The first full-length recording, Arhoolie, was a dizzying musical theme park ride that showcased Al's by-now quite remarkable songwriting, backed by many who had played previously in various incarnations of the Lawnmower. On this album Al played a borrowed Martin guitar and sang his own backup vocals. Next up was the E.P. Brave Last Days, which laid more bare the basic trio sound, with Al employing a Fender Stratocaster lent him by Charles Austin, who, along with Al's brother-in-law, cellist Jonathan Eayrs, provided the only extra touches to a half-hour of music that stands up today as one of the more distinguished of it's time. A super-8 video for the song Buddah was shot by friend Peter Holt and edited largely by Al himself. It saw some airplay on MuchMusic, Canada's music video network, and a hilarious interview with much VJ Mike Campbell found Al in low spirits, seemingly at the end of his rope, at the moment of his biggest break! Touring opportunities ensued and Al played dates across Canada with Halifax popsters Jale and Superfriendz.
His Telecaster was stolen in Montreal. A glass ashtray smashed to pieces against a post-show Kelowna wall, just missing his head. After a performance in Windsor, six bouncers tried to throw him down the stonewall stairs. The situations resolved themselves. Around this time, Al was nominated for an East Coast music award as Best Male Artist. He played solo-acoustic at what was otherwise an all-day, high-decibel grungefest in Barrie, Ontario, headlined by Soundgarden, Nine Inch Nails and Marilyn Manson.
The next day he was dropped unceremoniously from a bill that would have been his most appropriate high-profile opening slot to date, by none other than the headliner herself, then-well-known folk singer Michelle Shocked. His old-styled music did not find a niche in the heavily-distorted 1990's, and Al slid quietly, quickly back off the radar.

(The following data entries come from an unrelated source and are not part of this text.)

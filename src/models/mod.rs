pub mod gan;

pub use gan::{Discriminator, Gan, Generator};
use crate::math::Matrix;

const SLOPE: f32 = 0.2;

/// Apply leaky ReLU activation in place on a matrix and return derivative mask.
pub fn forward_matrix(m: &mut Matrix) -> Vec<f32> {
    let mut mask = vec![0.0; m.data.len()];
    for (i, v) in m.data.iter_mut().enumerate() {
        if *v < 0.0 {
            *v *= SLOPE;
            mask[i] = SLOPE;
        } else {
            mask[i] = 1.0;
        }
    }
    mask
}

/// Apply derivative mask to gradient matrix.
pub fn backward(grad: &mut Matrix, mask: &[f32]) {
    for (g, &m) in grad.data.iter_mut().zip(mask.iter()) {
        *g *= m;
    }
}
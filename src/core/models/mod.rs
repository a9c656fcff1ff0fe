//! Data models for the course ledger

pub mod course;

pub use course::{Course, CourseStatus};
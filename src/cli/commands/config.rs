//! Config command handler

use crate::args::ConfigSubcommand;
use gradeplan::config::Config;
use std::io::{self, Write};

/// Dispatch config subcommands
pub fn run(subcommand: Option<ConfigSubcommand>, config: &mut Config, defaults: &Config) {
    match subcommand {
        None => handle_config_get(config, None),
        Some(ConfigSubcommand::Get { key }) => handle_config_get(config, key),
        Some(ConfigSubcommand::Set { key, value }) => handle_config_set(config, &key, &value),
        Some(ConfigSubcommand::Unset { key }) => handle_config_unset(config, defaults, &key),
        Some(ConfigSubcommand::Reset) => handle_config_reset(),
    }
}

/// Handle the config get subcommand
pub fn handle_config_get(config: &Config, key: Option<String>) {
    if let Some(k) = key {
        // Print specific config value
        match config.get(&k) {
            Some(value) => println!("{value}"),
            None => eprintln!("Unknown config key: '{k}'"),
        }
    } else {
        // Print all config values
        println!("\n=== Configuration ===\n");
        print!("{config}");
    }
}

/// Handle the config set subcommand
pub fn handle_config_set(config: &mut Config, key: &str, value: &str) {
    if let Err(e) = config.set(key, value) {
        eprintln!("{e}");
        std::process::exit(1);
    }

    if let Err(e) = config.save() {
        eprintln!("Failed to save config: {e}");
        std::process::exit(1);
    }

    println!("✓ Set {key} = {value}");
}

/// Handle the config unset subcommand
pub fn handle_config_unset(config: &mut Config, defaults: &Config, key: &str) {
    if let Err(e) = config.unset(key, defaults) {
        eprintln!("{e}");
        std::process::exit(1);
    }

    if let Err(e) = config.save() {
        eprintln!("Failed to save config: {e}");
        std::process::exit(1);
    }

    println!("✓ Reset {key} to default");
}

/// Handle the config reset subcommand
pub fn handle_config_reset() {
    if !Config::get_config_file_path().exists() {
        println!("✓ Config is already at defaults");
        return;
    }

    // Ask for confirmation
    print!("Are you sure you want to reset config to defaults? (y/n): ");
    io::stdout().flush().ok();

    let mut response = String::new();
    io::stdin().read_line(&mut response).ok();

    if response.trim().eq_ignore_ascii_case("y") || response.trim().eq_ignore_ascii_case("yes") {
        if let Err(e) = Config::reset() {
            eprintln!("Failed to remove config file: {e}");
            std::process::exit(1);
        }
        println!("✓ Config reset to defaults");
    } else {
        println!("✗ Reset cancelled");
    }
}
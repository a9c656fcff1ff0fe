//! HTML report generator
//!
//! Generates ledger summary reports as a self-contained HTML page with
//! embedded CSS, rendered through an askama template.

use crate::core::report::{format_grade, ReportContext, ReportGenerator};
use askama::Template;
use std::error::Error;
use std::fs;
use std::path::Path;

/// One table row in the rendered report
struct CourseRow {
    name: String,
    credits: u32,
    grade: String,
    term: String,
    status: String,
}

/// Askama template backing the HTML report
#[derive(Template)]
#[template(path = "report.html")]
struct ReportTemplate {
    index: String,
    course_count: usize,
    total_credits: u32,
    completed_count: usize,
    in_progress_count: usize,
    planned_count: usize,
    rows: Vec<CourseRow>,
}

/// HTML report generator
pub struct HtmlReporter;

impl HtmlReporter {
    /// Create a new HTML reporter
    #[must_use]
    pub const fn new() -> Self {
        Self
    }

    fn build_template(ctx: &ReportContext) -> ReportTemplate {
        let rows = ctx
            .courses
            .iter()
            .map(|course| CourseRow {
                name: course.name.clone(),
                credits: course.credit_hours,
                grade: format_grade(course.grade),
                term: course.term.clone(),
                status: course.status.to_string(),
            })
            .collect();

        ReportTemplate {
            index: ctx.formatted_index(),
            course_count: ctx.course_count(),
            total_credits: ctx.total_credits(),
            completed_count: ctx.completed_count(),
            in_progress_count: ctx.in_progress_count(),
            planned_count: ctx.planned_count(),
            rows,
        }
    }
}

impl Default for HtmlReporter {
    fn default() -> Self {
        Self::new()
    }
}

impl ReportGenerator for HtmlReporter {
    fn generate(&self, ctx: &ReportContext, output_path: &Path) -> Result<(), Box<dyn Error>> {
        let content = self.render(ctx)?;
        if let Some(parent) = output_path.parent() {
            fs::create_dir_all(parent)?;
        }
        fs::write(output_path, content)?;
        Ok(())
    }

    fn render(&self, ctx: &ReportContext) -> Result<String, Box<dyn Error>> {
        let template = Self::build_template(ctx);
        Ok(template.render()?)
    }
}
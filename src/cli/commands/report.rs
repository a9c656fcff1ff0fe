//! Report command handler
//!
//! Generates ledger summary reports in Markdown or HTML format.

use gradeplan::config::Config;
use gradeplan::index::compute_index;
use gradeplan::report::{
    HtmlReporter, MarkdownReporter, ReportContext, ReportFormat, ReportGenerator,
};
use gradeplan::store::CourseStore;
use gradeplan::{error, info};
use std::path::{Path, PathBuf};
use std::str::FromStr;

/// Default file stem for generated reports
const DEFAULT_REPORT_STEM: &str = "academic_report";

/// Run the report command.
///
/// # Arguments
/// * `store` - The course store to report on
/// * `output_file` - Optional output path
/// * `format_str` - Report format (markdown, html)
/// * `config` - Configuration containing the default reports directory
pub fn run(store: &CourseStore, output_file: Option<&Path>, format_str: &str, config: &Config) {
    if let Err(err) = generate_report(store, output_file, format_str, config) {
        error!("Report generation failed: {err}");
        eprintln!("{err}");
        std::process::exit(1);
    }
}

fn generate_report(
    store: &CourseStore,
    output_file: Option<&Path>,
    format_str: &str,
    config: &Config,
) -> Result<(), String> {
    // Parse the format
    let format = ReportFormat::from_str(format_str)
        .map_err(|e| format!("✗ {e}. Use: markdown or html"))?;

    let courses = store.list();
    let ctx = ReportContext::new(courses, compute_index(courses));

    // Determine output path
    let final_output_path: PathBuf = if let Some(output) = output_file {
        output.to_path_buf()
    } else {
        let reports_dir = PathBuf::from(&config.paths.reports_dir);
        std::fs::create_dir_all(&reports_dir).map_err(|e| {
            format!(
                "✗ Failed to create reports directory {}: {e}",
                reports_dir.display()
            )
        })?;

        let output_filename = format!("{DEFAULT_REPORT_STEM}.{}", format.extension());
        reports_dir.join(output_filename)
    };

    // Write the report
    match format {
        ReportFormat::Markdown => MarkdownReporter::new()
            .generate(&ctx, &final_output_path)
            .map_err(|e| format!("✗ Failed to generate Markdown report: {e}"))?,
        ReportFormat::Html => HtmlReporter::new()
            .generate(&ctx, &final_output_path)
            .map_err(|e| format!("✗ Failed to generate HTML report: {e}"))?,
    }

    println!("✓ Report generated: {}", final_output_path.display());
    info!("Report exported to: {}", final_output_path.display());

    Ok(())
}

As his pedal-packing peers toured and signed to larger labels, Al continued to write new songs, often at the Halifax Message Center, where for years he toiled on the graveyard shift. His sister Beth got him some contact lenses and he suddenly saw how blind he had been. Then he was held up at gunpoint at the Daily Planet, a short-lived newsstand where he was at the time employed. Months later, after an appearance at the Calgary Folk Festival, having shared the stage with the likes of Vic Chesnutt and Giant Sand, he was flown to Halifax to testify against the gunman, then flown back to Ottawa to attend his friends' wedding, all at the expense of the Crown Prosecuter. The next day, Shotgun Al was broke and lucky to get a lift home again, this time the long way, in an automobile with the groom's best man. Next, Al laid low in Hubbards, Nova Scotia, and worked out a new music arrangement concept on his 4-track.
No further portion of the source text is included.